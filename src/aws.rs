//! AWS SDK plumbing shared by the fleet adapters.

pub mod client;
pub mod retry;

pub use client::AwsClients;
pub use retry::Backoff;
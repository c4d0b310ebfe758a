//! asgr - ordered rolling upgrade for EC2 Auto Scaling groups.
//!
//! Replaces instances that run an outdated launch configuration or launch
//! template version:
//! - Oldest outdated instance first
//! - One termination at a time
//! - Bounded wait for the group to return to full service in between

mod aws;
mod config;
mod error;
mod fleet;
mod logging;
mod output;
mod rolling;
#[cfg(test)]
mod testing;

use anyhow::{Context, Result};
use clap::Parser;
use colored::Colorize;
use dialoguer::Confirm;
use tracing::{debug, error, info, warn};

use aws::AwsClients;
use config::{Args, COMMIT, Config, VERSION};
use error::RollerError;
use fleet::{AsgTerminator, AwsFleetInspector, GroupFilter, inspect};
use output::{print_config, print_failure, print_plan, print_summary};
use rolling::{Controller, planner, probe, resolver};

#[tokio::main]
async fn main() {
    let args = Args::parse();
    let config = match Config::from_args(args) {
        Ok(config) => config,
        Err(e) => {
            eprintln!("{}", e);
            std::process::exit(1);
        }
    };

    logging::init(config.log_format, &config.log_level);

    info!(version = VERSION, commit = COMMIT, "Starting asgr");

    if let Err(e) = run(&config).await {
        let code = match e.downcast_ref::<RollerError>() {
            Some(err) => {
                print_failure(err, config.log_format);
                err.exit_code()
            }
            None => 1,
        };
        error!(error = %format!("{e:#}"), exit_code = code, "asgr failed");
        std::process::exit(code);
    }
}

/// Main application logic.
async fn run(config: &Config) -> Result<()> {
    print_config(config);

    let clients = AwsClients::new(config.profile.as_deref(), config.region.as_deref()).await;
    let inspector = AwsFleetInspector::new(&clients);
    let terminator = AsgTerminator::new(&clients);

    let snapshot = inspect(&inspector, &config.filter).await?;
    let ordered = planner::order(&resolver::resolve(&snapshot.group, &snapshot.members));
    print_plan(&snapshot, &ordered);

    if config.dry_run {
        println!();
        println!("{}", "[DRY RUN] No instances were terminated.".yellow());
        return Ok(());
    }

    if !ordered.is_empty() && !config.yes {
        println!();
        let proceed = Confirm::new()
            .with_prompt(format!(
                "Terminate {} instance(s) in {} one at a time?",
                ordered.len(),
                snapshot.group.name
            ))
            .default(false)
            .interact()
            .context("Failed to read confirmation")?;

        if !proceed {
            return Err(RollerError::UserCancelled.into());
        }
    }

    let probe = probe::from_options(config.probe_port, &config.connectivity);
    debug!(
        probe = probe.name(),
        ssh_username = %config.connectivity.ssh_username,
        region = %clients.region(),
        "Readiness probe selected"
    );

    let mut controller = Controller::new(
        &inspector,
        &terminator,
        probe.as_ref(),
        GroupFilter::Exact(snapshot.group.name.clone()),
        config.poll,
    );

    let outcome = tokio::select! {
        result = controller.run() => Some(result),
        _ = tokio::signal::ctrl_c() => None,
    };

    let Some(result) = outcome else {
        let outstanding = controller.outstanding().map(str::to_string);
        warn!(
            state = ?controller.state(),
            outstanding_termination = %outstanding.as_deref().unwrap_or("none"),
            "Interrupted, in-flight termination is left to the platform"
        );
        return Err(RollerError::Interrupted { outstanding }.into());
    };

    let summary = result?;
    print_summary(&summary);
    Ok(())
}
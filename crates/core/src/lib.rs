//! Core types for the rankeval retrieval-evaluation system
//!
//! This crate provides the foundational pieces shared across rankeval:
//!
//! - **Judgments and runs**: qrels and per-run retrieval scores
//! - **Run naming**: typed `{label, parameter}` run identifiers
//! - **Metric records**: per-query results and averaged metrics
//! - **Error handling**: unified error types
//!

pub mod error;
pub mod metrics;
pub mod run;

// Re-export main types for convenience
pub use error::{Error, Result};
pub use metrics::{AverageMetrics, DEFAULT_METRICS};
pub use run::{PerQueryResult, Qrels, RunName, RunScores};

/// Version of the core library
pub const VERSION: &str = env!("CARGO_PKG_VERSION");
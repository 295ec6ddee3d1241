//! Averaged metric records.

use std::collections::BTreeMap;

use serde::{Deserialize, Serialize};

use crate::run::PerQueryResult;

/// Metric keys averaged by default: MAP plus precision at the standard
/// cutoffs.
pub const DEFAULT_METRICS: [&str; 5] = ["map", "P_5", "P_10", "P_15", "P_20"];

/// Mean of each requested metric across every query of a per-query result.
///
/// Serializes as a flat JSON object (`{"map": 0.42, "P_5": 0.6, ...}`), which
/// is the artifact format read back during phase comparison.
#[derive(Debug, Clone, Default, PartialEq, Serialize, Deserialize)]
#[serde(transparent)]
pub struct AverageMetrics {
    scores: BTreeMap<String, f64>,
}

impl AverageMetrics {
    /// Folds a per-query result into one averaged record.
    ///
    /// Every query in `per_query` counts toward the divisor; a metric absent
    /// from a query's entry contributes 0.0 to that metric's sum. Returns
    /// `None` when there are no queries to average over, leaving the
    /// zero-division case to the caller.
    pub fn from_per_query(per_query: &PerQueryResult, metrics: &[&str]) -> Option<Self> {
        let num_queries = per_query.len();
        if num_queries == 0 {
            return None;
        }

        let scores = metrics
            .iter()
            .map(|metric| {
                let sum: f64 = per_query
                    .values()
                    .map(|entry| entry.get(*metric).copied().unwrap_or(0.0))
                    .sum();
                (metric.to_string(), sum / num_queries as f64)
            })
            .collect();

        Some(Self { scores })
    }

    /// The averaged score for one metric, if present in the record.
    pub fn get(&self, metric: &str) -> Option<f64> {
        self.scores.get(metric).copied()
    }

    /// Number of metrics in the record.
    pub fn len(&self) -> usize {
        self.scores.len()
    }

    /// Whether the record holds no metrics.
    pub fn is_empty(&self) -> bool {
        self.scores.is_empty()
    }

    /// Iterates metric/score pairs in key order.
    pub fn iter(&self) -> impl Iterator<Item = (&str, f64)> {
        self.scores.iter().map(|(k, v)| (k.as_str(), *v))
    }
}

impl FromIterator<(String, f64)> for AverageMetrics {
    fn from_iter<I: IntoIterator<Item = (String, f64)>>(iter: I) -> Self {
        Self {
            scores: iter.into_iter().collect(),
        }
    }
}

########

Sift the data above for lines with "region", then copy each one.

    let clients = AwsClients::new(config.profile.as_deref(), config.region.as_deref()).await;
        region = %clients.region(),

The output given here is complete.